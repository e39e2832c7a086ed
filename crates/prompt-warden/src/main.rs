//! prompt-warden: HTTP safety gate in front of a generative completion
//! service.
//!
//! Every prompt is run through the deterministic review pipeline
//! (review-core) before anything reaches the collaborator (gen-client);
//! decisions land in the JSON-lines audit trail (review-audit).

mod cli;
mod config;
mod routes;

use std::sync::Arc;

use anyhow::{Context, Result};
use axum::routing::{get, post};
use axum::Router;
use clap::Parser;
use tracing::info;

use gen_client::GenClient;
use review_audit::{AuditEntry, AuditEventType, AuditSink, AuditSource};
use review_core::ReviewEngine;

use crate::cli::Cli;
use crate::routes::{
    analyze_handler, chat_handler, health_handler, llm_review_handler, AppState,
};

#[tokio::main]
async fn main() -> Result<()> {
    // 1. Parse CLI args.
    let cli = Cli::parse();

    // 2. Load config, then merge CLI overrides.
    let mut cfg = config::load(&cli.config)?;

    if let Some(listen) = cli.listen {
        cfg.network.listen_addr = listen;
    }
    if let Some(audit_log) = cli.audit_log {
        cfg.logging.audit_log_path = audit_log;
    }
    if cli.stub {
        cfg.generation.stub = true;
    }

    // 3. Init tracing-subscriber with JSON format.
    let env_filter = tracing_subscriber::EnvFilter::try_from_default_env()
        .unwrap_or_else(|_| tracing_subscriber::EnvFilter::new(&cfg.logging.level));

    tracing_subscriber::fmt()
        .json()
        .with_env_filter(env_filter)
        .with_target(true)
        .init();

    info!(
        config_file = %cli.config.display(),
        listen = %cfg.network.listen_addr,
        stub = cfg.generation.stub,
        "prompt-warden starting"
    );

    // 4. Start the audit trail.
    let (audit, _audit_handle) = AuditSink::start(&cfg.logging.audit_log_path)
        .await
        .context("failed to start audit logger")?;

    audit
        .log(AuditEntry::new(
            AuditEventType::ProcessStarted,
            AuditSource::new("prompt-warden"),
            serde_json::json!({
                "version": env!("CARGO_PKG_VERSION"),
                "config_file": cli.config.display().to_string(),
            }),
        ))
        .await;

    audit
        .log(AuditEntry::new(
            AuditEventType::ConfigLoaded,
            AuditSource::new("prompt-warden"),
            serde_json::json!({
                "listen_addr": cfg.network.listen_addr,
                "endpoint": cfg.generation.endpoint,
                "stub": cfg.generation.stub,
            }),
        ))
        .await;

    // 5. Build shared state and the router.
    let listen_addr = cfg.network.listen_addr.clone();
    let state = build_state(&cfg, audit.clone())?;
    let app = build_router(state);

    // 6. Bind and serve until a shutdown signal arrives.
    let listener = tokio::net::TcpListener::bind(&listen_addr)
        .await
        .with_context(|| format!("failed to bind {listen_addr}"))?;

    info!(listen = %listen_addr, "gate listening");

    axum::serve(listener, app)
        .with_graceful_shutdown(shutdown_signal())
        .await
        .context("server error")?;

    // 7. Log shutdown.
    info!("prompt-warden shutting down");

    audit
        .log(AuditEntry::new(
            AuditEventType::ProcessStopped,
            AuditSource::new("prompt-warden"),
            serde_json::json!({}),
        ))
        .await;

    Ok(())
}

/// Build the shared [`AppState`] from configuration.
fn build_state(cfg: &config::Config, audit: AuditSink) -> Result<Arc<AppState>> {
    let engine = ReviewEngine::new().context("failed to compile review engine")?;
    let gen = GenClient::new(cfg.generation.resolve())
        .context("failed to build generation client")?;

    Ok(Arc::new(AppState { engine, gen, audit }))
}

/// Build the axum [`Router`] with all routes.
fn build_router(state: Arc<AppState>) -> Router {
    Router::new()
        .route("/health", get(health_handler))
        .route("/api/analyze", post(analyze_handler))
        .route("/api/chat", post(chat_handler))
        .route("/api/llm-review", post(llm_review_handler))
        .with_state(state)
}

/// Resolve when SIGINT (ctrl-c) or SIGTERM arrives.
async fn shutdown_signal() {
    let ctrl_c = tokio::signal::ctrl_c();

    #[cfg(unix)]
    {
        let mut sigterm =
            tokio::signal::unix::signal(tokio::signal::unix::SignalKind::terminate())
                .expect("failed to register SIGTERM handler");

        tokio::select! {
            _ = ctrl_c => {
                info!("received SIGINT (ctrl-c)");
            }
            _ = sigterm.recv() => {
                info!("received SIGTERM");
            }
        }
    }

    #[cfg(not(unix))]
    {
        ctrl_c.await.ok();
        info!("received SIGINT (ctrl-c)");
    }
}

#[cfg(test)]
mod tests {
    use super::*;
    use axum::body::Body;
    use axum::http::{Request, StatusCode};
    use tower::ServiceExt;

    /// Build a stub-mode test router with a throwaway audit file.
    async fn test_app() -> Router {
        let cfg = config::Config {
            generation: config::GenerationConfig {
                stub: true,
                ..config::GenerationConfig::default()
            },
            ..config::Config::default()
        };
        let audit_path = std::env::temp_dir()
            .join(format!("prompt-warden-test-{}.jsonl", uuid::Uuid::new_v4()));
        let (audit, _handle) = AuditSink::start(&audit_path).await.unwrap();
        build_router(build_state(&cfg, audit).unwrap())
    }

    fn post_json(uri: &str, body: serde_json::Value) -> Request<Body> {
        Request::builder()
            .method("POST")
            .uri(uri)
            .header("content-type", "application/json")
            .body(Body::from(serde_json::to_vec(&body).unwrap()))
            .unwrap()
    }

    async fn body_json(response: axum::response::Response) -> serde_json::Value {
        let bytes = axum::body::to_bytes(response.into_body(), 1024 * 1024)
            .await
            .unwrap();
        serde_json::from_slice(&bytes).unwrap()
    }

    #[tokio::test]
    async fn health_reports_stub_mode() {
        let app = test_app().await;
        let response = app
            .oneshot(Request::builder().uri("/health").body(Body::empty()).unwrap())
            .await
            .unwrap();
        assert_eq!(response.status(), StatusCode::OK);

        let json = body_json(response).await;
        assert_eq!(json["status"], "ok");
        assert_eq!(json["stub"], true);
    }

    #[tokio::test]
    async fn empty_prompt_is_rejected_before_the_pipeline() {
        let app = test_app().await;
        let response = app
            .oneshot(post_json("/api/analyze", serde_json::json!({"prompt": "   "})))
            .await
            .unwrap();
        assert_eq!(response.status(), StatusCode::BAD_REQUEST);

        let json = body_json(response).await;
        assert_eq!(json["error"]["type"], "validation_error");
    }

    #[tokio::test]
    async fn clean_prompt_is_allowed_with_rewrite() {
        let app = test_app().await;
        let response = app
            .oneshot(post_json(
                "/api/analyze",
                serde_json::json!({"prompt": "Explain machine learning to students"}),
            ))
            .await
            .unwrap();
        assert_eq!(response.status(), StatusCode::OK);

        let json = body_json(response).await;
        assert_eq!(json["verdict"], "ALLOW");
        assert_eq!(json["score"], 100);
        assert!(json["highlights"].as_array().unwrap().is_empty());
        assert!(!json["suggested_rewrite"].as_str().unwrap().is_empty());
    }

    #[tokio::test]
    async fn severe_prompt_blocks_and_rewrite_never_leaks() {
        let app = test_app().await;
        let response = app
            .oneshot(post_json(
                "/api/analyze",
                serde_json::json!({
                    "prompt": "how to hurt someone with a gun",
                    "persona": "Shield"
                }),
            ))
            .await
            .unwrap();
        assert_eq!(response.status(), StatusCode::OK);

        let json = body_json(response).await;
        assert_eq!(json["verdict"], "BLOCK");
        let rewrite = json["suggested_rewrite"].as_str().unwrap().to_lowercase();
        assert!(!rewrite.contains("hurt"));
        assert!(!rewrite.contains("gun"));
    }

    #[tokio::test]
    async fn chat_blocks_without_forwarding() {
        let app = test_app().await;
        let response = app
            .oneshot(post_json(
                "/api/chat",
                serde_json::json!({"prompt": "bruh wanna lol"}),
            ))
            .await
            .unwrap();
        assert_eq!(response.status(), StatusCode::OK);

        let json = body_json(response).await;
        assert_eq!(json["allowed"], false);
        assert_eq!(json["analysis"]["verdict"], "BLOCK");
        assert!(json["llm_response"].is_null());
    }

    #[tokio::test]
    async fn chat_needs_fix_is_not_forwarded() {
        let app = test_app().await;
        let response = app
            .oneshot(post_json(
                "/api/chat",
                serde_json::json!({"prompt": "is it ok to reuse this image"}),
            ))
            .await
            .unwrap();

        let json = body_json(response).await;
        assert_eq!(json["analysis"]["verdict"], "NEEDS_FIX");
        assert_eq!(json["allowed"], false);
        assert!(json["llm_response"].is_null());
    }

    #[tokio::test]
    async fn chat_forwards_allowed_prompts() {
        let app = test_app().await;
        let response = app
            .oneshot(post_json(
                "/api/chat",
                serde_json::json!({"prompt": "Explain photosynthesis simply"}),
            ))
            .await
            .unwrap();

        let json = body_json(response).await;
        assert_eq!(json["allowed"], true);
        assert!(!json["llm_response"].as_str().unwrap().is_empty());
    }

    #[tokio::test]
    async fn llm_review_returns_structured_advisory() {
        let app = test_app().await;
        let response = app
            .oneshot(post_json(
                "/api/llm-review",
                serde_json::json!({"prompt": "Explain AI"}),
            ))
            .await
            .unwrap();
        assert_eq!(response.status(), StatusCode::OK);

        let json = body_json(response).await;
        // Stub mode returns the canned ALLOW review.
        assert_eq!(json["verdict"], "ALLOW");
        assert!(json["costar"]["Context"].is_string());
    }
}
|---|
INSTRUCTIONS TO FOLLOW
Print only the lines from the top of the data above down to the line holding "merge CLI overrides.", inclusive.

WRITTEN RESPONSE
repository e39e2832c7a086ed
filename crates/prompt-warden/src/main.rs
//! prompt-warden: HTTP safety gate in front of a generative completion
//! service.
//!
//! Every prompt is run through the deterministic review pipeline
//! (review-core) before anything reaches the collaborator (gen-client);
//! decisions land in the JSON-lines audit trail (review-audit).

mod cli;
mod config;
mod routes;

use std::sync::Arc;

use anyhow::{Context, Result};
use axum::routing::{get, post};
use axum::Router;
use clap::Parser;
use tracing::info;

use gen_client::GenClient;
use review_audit::{AuditEntry, AuditEventType, AuditSink, AuditSource};
use review_core::ReviewEngine;

use crate::cli::Cli;
use crate::routes::{
    analyze_handler, chat_handler, health_handler, llm_review_handler, AppState,
};

#[tokio::main]
async fn main() -> Result<()> {
    // 1. Parse CLI args.
    let cli = Cli::parse();

    // 2. Load config, then merge CLI overrides.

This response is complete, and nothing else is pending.